"We we cannot solve our problems with the same thinking we used when we created them" - Albert Einstein.
Managers often fail to see things that are right in front of them – they fall victim to the ‘monkey business illusion’. While focus is critical, in our ever increasing complex business world, one can be blind to disruptive innovations, that upset an industry. Ability to pay attention is a staff member’s most precious resource.
Ability to focus is critical for an effective manager. To put all the digital and old fashioned distractions aside, and be able to focus in on one area, or task, is an absolutely essential skill. Multi-tasking is a bit of a myth, in reality you can only focus on one thing at a time. Our brains flit from one thing to another with a neuro-biological switching cost. Processing ability of the conscious mind is limited, estimated at 120 bits per second. All businesses and NGOs focus in, aim at a certain area, could be target group, or focusing in on delivering a particular product or service. That ability to ‘aim’ is dependent on sight, focusing on what the managers’ value, where the investment, and hopefully the expected return will be.
Cognitive psychologist David Simons reported on a revealing experiment in 1999 on ‘sustained intentional blindness’. You can try it yourself, just Goggle the ‘Monkey Business Illusion’ ‘Daniel Simons’ and you will see a simple two minute YouTube clip.
In the easy to do experiment just count how many times the team in white pass the ball back and forth to each other. When test subjects were shown the video most responded that they saw 16 passes, which is the correct answer. They felt good about getting it right, they passed the test. But then Dr Simon asked them if they saw the gorilla ? “What gorilla was the response, are you joking, I did not see any gorilla”. In watching the clip a second time one can clearly see a person dressed in gorilla suit who walks right into the middle of the game for a few seconds. Yet one out of two research subjects missed it, the first time they saw the video.
“That’s how you deal with the overwhelming complexity of the world: you ignore it, while you concentrate minutely on your private concerns. You see things that facilitate your movement forward, toward your desired goals. You detect obstacles when they pop up in your path. You’re blind to everything else and there’s a lot of everything else – so you’re very blind” writes the Canadian clinical psychologist Jordan Peterson in commenting on the experiment. “seeing is very difficult, so you must choose what to see, and the rest go” says the University of Toronto professor.

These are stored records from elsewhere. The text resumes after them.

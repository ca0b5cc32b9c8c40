//! Core data models for SpendPace
//!
//! Plain record shapes for expenses, categories, budgets and savings goals,
//! plus the money, identifier and calendar types they are built from.

pub mod budget;
pub mod category;
pub mod expense;
pub mod ids;
pub mod money;
pub mod period;
pub mod savings_goal;
pub mod timestamp;

pub use budget::{Budget, DEFAULT_MONTHLY_LIMIT};
pub use category::{Category, DefaultCategory, UNCATEGORIZED};
pub use expense::Expense;
pub use ids::{CategoryId, ExpenseId, OwnerId, SavingsGoalId};
pub use money::Money;
pub use period::{DayCounts, MonthPeriod, MonthWindow};
pub use savings_goal::SavingsGoal;
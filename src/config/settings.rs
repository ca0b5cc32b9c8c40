//! User settings for SpendPace
//!
//! Display preferences plus the defaults the reports fall back to.

use serde::{Deserialize, Serialize};

use super::paths::SpendPacePaths;
use crate::error::{SpendPaceError, SpendPaceResult};
use crate::models::{Money, OwnerId, DEFAULT_MONTHLY_LIMIT};
use crate::reports::spending::DEFAULT_TREND_MONTHS;

/// User settings for SpendPace
#[derive(Debug, Clone, PartialEq, Serialize, Deserialize)]
pub struct Settings {
    /// Schema version for migration support
    #[serde(default = "default_schema_version")]
    pub schema_version: u32,

    /// Owner whose records the CLI works on
    #[serde(default = "default_owner")]
    pub owner_id: OwnerId,

    /// Currency symbol used when formatting amounts
    #[serde(default = "default_currency")]
    pub currency_symbol: String,

    /// Date format preference (strftime format)
    #[serde(default = "default_date_format")]
    pub date_format: String,

    /// Monthly ceiling used when an owner has none
    #[serde(default = "default_monthly_budget")]
    pub default_monthly_budget: Money,

    /// Months shown in the spending trend
    #[serde(default = "default_trend_months")]
    pub trend_months: u32,

    /// Expenses listed under "recent" on the dashboard
    #[serde(default = "default_recent_expense_count")]
    pub recent_expense_count: usize,
}

fn default_schema_version() -> u32 {
    1
}

fn default_owner() -> OwnerId {
    OwnerId::from("default")
}

fn default_currency() -> String {
    "₹".to_string()
}

fn default_date_format() -> String {
    "%Y-%m-%d".to_string()
}

fn default_monthly_budget() -> Money {
    DEFAULT_MONTHLY_LIMIT
}

fn default_trend_months() -> u32 {
    DEFAULT_TREND_MONTHS
}

fn default_recent_expense_count() -> usize {
    5
}

impl Default for Settings {
    fn default() -> Self {
        Self {
            schema_version: default_schema_version(),
            owner_id: default_owner(),
            currency_symbol: default_currency(),
            date_format: default_date_format(),
            default_monthly_budget: default_monthly_budget(),
            trend_months: default_trend_months(),
            recent_expense_count: default_recent_expense_count(),
        }
    }
}

impl Settings {
    /// Load settings from disk, or default settings if the file doesn't exist
    pub fn load_or_create(paths: &SpendPacePaths) -> SpendPaceResult<Self> {
        let settings_path = paths.settings_file();

        if settings_path.exists() {
            let contents = std::fs::read_to_string(&settings_path).map_err(|e| {
                SpendPaceError::Io(format!("Failed to read settings file: {}", e))
            })?;

            let settings: Settings = serde_json::from_str(&contents).map_err(|e| {
                SpendPaceError::Config(format!("Failed to parse settings file: {}", e))
            })?;

            Ok(settings)
        } else {
            // Not saved until the caller asks
            Ok(Settings::default())
        }
    }

    /// Save settings to disk
    pub fn save(&self, paths: &SpendPacePaths) -> SpendPaceResult<()> {
        paths.ensure_directories()?;

        let contents = serde_json::to_string_pretty(self).map_err(|e| {
            SpendPaceError::Config(format!("Failed to serialize settings: {}", e))
        })?;

        std::fs::write(paths.settings_file(), contents).map_err(|e| {
            SpendPaceError::Io(format!("Failed to write settings file: {}", e))
        })?;

        tracing::info!(path = %paths.settings_file().display(), "settings saved");
        Ok(())
    }

    /// Format an amount with the configured currency symbol
    pub fn format_money(&self, amount: Money) -> String {
        amount.format_with_symbol(&self.currency_symbol)
    }
}
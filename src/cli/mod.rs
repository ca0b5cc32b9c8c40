//! CLI command handlers
//!
//! This module contains the implementation of CLI commands, bridging the
//! clap argument parsing with storage and the reports.

pub mod budget;
pub mod category;
pub mod dashboard;
pub mod expense;
pub mod goal;
pub mod report;

pub use budget::{handle_budget_command, BudgetCommands};
pub use category::{handle_category_command, CategoryCommands};
pub use dashboard::handle_dashboard;
pub use expense::{handle_expense_command, ExpenseCommands};
pub use goal::{handle_goal_command, GoalCommands};
pub use report::{handle_report_command, ReportCommands};

use chrono::{NaiveDate, NaiveDateTime};

use crate::config::Settings;
use crate::error::{SpendPaceError, SpendPaceResult};
use crate::models::timestamp::{parse_date, parse_instant};
use crate::models::{Money, OwnerId};

/// What every command runs against
#[derive(Debug, Clone)]
pub struct CommandContext {
    pub owner: OwnerId,
    /// Reference instant for every date-relative figure
    pub now: NaiveDateTime,
    pub settings: Settings,
}

impl CommandContext {
    pub fn new(settings: Settings, owner: Option<OwnerId>, now: NaiveDateTime) -> Self {
        Self {
            owner: owner.unwrap_or_else(|| settings.owner_id.clone()),
            now,
            settings,
        }
    }

    pub fn currency(&self) -> &str {
        &self.settings.currency_symbol
    }
}

/// Parse a user-supplied amount
pub fn parse_amount(input: &str) -> SpendPaceResult<Money> {
    Money::parse(input)
        .map_err(|e| SpendPaceError::Validation(format!("Invalid amount '{}': {}", input, e)))
}

/// Parse a user-supplied date or date-time
pub fn parse_instant_arg(input: &str) -> SpendPaceResult<NaiveDateTime> {
    parse_instant(input).ok_or_else(|| {
        SpendPaceError::Validation(format!(
            "Invalid date '{}'. Use YYYY-MM-DD or YYYY-MM-DDTHH:MM",
            input
        ))
    })
}

/// Resolve the `--today` override against the wall clock
///
/// A bare calendar date keeps the wall clock's time of day; a full date-time
/// is used as given.
pub fn reference_instant(today: Option<&str>, now: NaiveDateTime) -> SpendPaceResult<NaiveDateTime> {
    let Some(raw) = today else {
        return Ok(now);
    };

    if let Ok(day) = NaiveDate::parse_from_str(raw.trim(), "%Y-%m-%d") {
        return Ok(day.and_time(now.time()));
    }
    parse_instant(raw).ok_or_else(|| {
        SpendPaceError::Validation(format!(
            "Invalid --today '{}'. Use YYYY-MM-DD or YYYY-MM-DDTHH:MM",
            raw
        ))
    })
}

/// Parse a user-supplied calendar date
pub fn parse_date_arg(input: &str) -> SpendPaceResult<NaiveDate> {
    parse_date(input).ok_or_else(|| {
        SpendPaceError::Validation(format!("Invalid date '{}'. Use YYYY-MM-DD", input))
    })
}

#[cfg(test)]
mod tests {
    use super::*;

    #[test]
    fn test_context_owner_defaults_to_settings() {
        let now = parse_instant_arg("2025-06-01").unwrap();
        let ctx = CommandContext::new(Settings::default(), None, now);
        assert_eq!(ctx.owner, OwnerId::from("default"));
        assert_eq!(ctx.currency(), "₹");

        let ctx = CommandContext::new(Settings::default(), Some(OwnerId::from("bob")), now);
        assert_eq!(ctx.owner, OwnerId::from("bob"));
    }

    #[test]
    fn test_reference_instant() {
        let wall = NaiveDate::from_ymd_opt(2025, 6, 1)
            .unwrap()
            .and_hms_opt(14, 30, 0)
            .unwrap();

        assert_eq!(reference_instant(None, wall).unwrap(), wall);

        // Bare dates keep the time of day, padded or not
        let expected = NaiveDate::from_ymd_opt(2025, 3, 4)
            .unwrap()
            .and_hms_opt(14, 30, 0)
            .unwrap();
        assert_eq!(reference_instant(Some("2025-03-04"), wall).unwrap(), expected);
        assert_eq!(reference_instant(Some("2025-3-4"), wall).unwrap(), expected);

        assert_eq!(
            reference_instant(Some("2025-03-04T08:15"), wall).unwrap(),
            NaiveDate::from_ymd_opt(2025, 3, 4)
                .unwrap()
                .and_hms_opt(8, 15, 0)
                .unwrap()
        );
        assert!(reference_instant(Some("soon"), wall).unwrap_err().is_validation());
    }

    #[test]
    fn test_parse_args() {
        assert_eq!(parse_amount("12.50").unwrap(), Money::from_cents(1250));
        assert!(parse_amount("twelve").unwrap_err().is_validation());
        assert!(parse_instant_arg("2025-13-01").is_err());
        assert_eq!(
            parse_date_arg("2025-06-01T10:00:00").unwrap(),
            NaiveDate::from_ymd_opt(2025, 6, 1).unwrap()
        );
    }
}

A variant of the ‘monkey business illusion’ happens in business in Kenya. In the early 1990’s, one of the then dominant market leaders, Barclays Bank of Kenya wanted to gradually reduce the number of branches and rely more on ATMs. Makes sense as a way to reduce costs, and hopefully increase profitability. Barclay’s senior management barely focused on the tiny new entrant, Equity Bank, after all why should they ? Equity focused on what was referred to as the ‘unbanked’, a lower income segment that just wasn’t profitable for a large international bank. Today, Equity has roughly half of all the bank accounts in Kenya, and the largest customer base of 9 million customers. The less nimble, London-based, Barclays PLC which had a presence in Africa since 1925 exited the continent.
Clayton Christensen points out the same in his management classic “The Innovator’s Dilemma”. Dominant market leaders get comfortable, without fail they miss, not succeed in seeing disruptive new technologies, or new product opportunities, just the way many people fail to see the gorilla in the video clip, yet it is right there, in plain sight. That is the essence of the dilemma.
It’s not that the senior management of these successful Dow Jones companies are not capable, they are sharp and often perceptive. Just that, they would easily fail to notice a product or service, that is not seen as a threat.
Same thing can happen in the Kenyan donor and NGO community. A real felt need in a community is identified, a programme is funded, yet with time, as long as the funding continues, management are comfortable, saying all the right things. Given the only constant is change, priorities shift, new service providers appear, and the project is no longer having the impact it once had. Eventually, usually a bit too late the donors realise this, and the funding is cut.
What’s the solution ? How does management avoid falling victim to the monkey business illusion ? First – recognise that it happens. Second -- don’t be like the fish in the fish bowl. Try and see the big picture, get outside of the bubble that you work in. With ever increasing complexity, one can only focus on certain areas, and are often blind to the rest.
Einstein would have likely suggested that the problem solving approach would be to work on two tracks. Examine the problem rationally, use frameworks, visualise it on a problem solving tree, charting out all the issues and possible solutions. And, then apply a dose of ‘out of the box’ creative thinking. All of which requires changing established thinking patterns, and switching into a more productive state of mind.
End of the day, let go of the rigid doctrinaire thinking. [Catch is, like the fish in the fish bowl, no one thinks they are inflexible.] Have the ability to change your point of view. In the words of Winston Churchill, whose leadership changed course of Western history: “Those who never change their minds, never change anything.”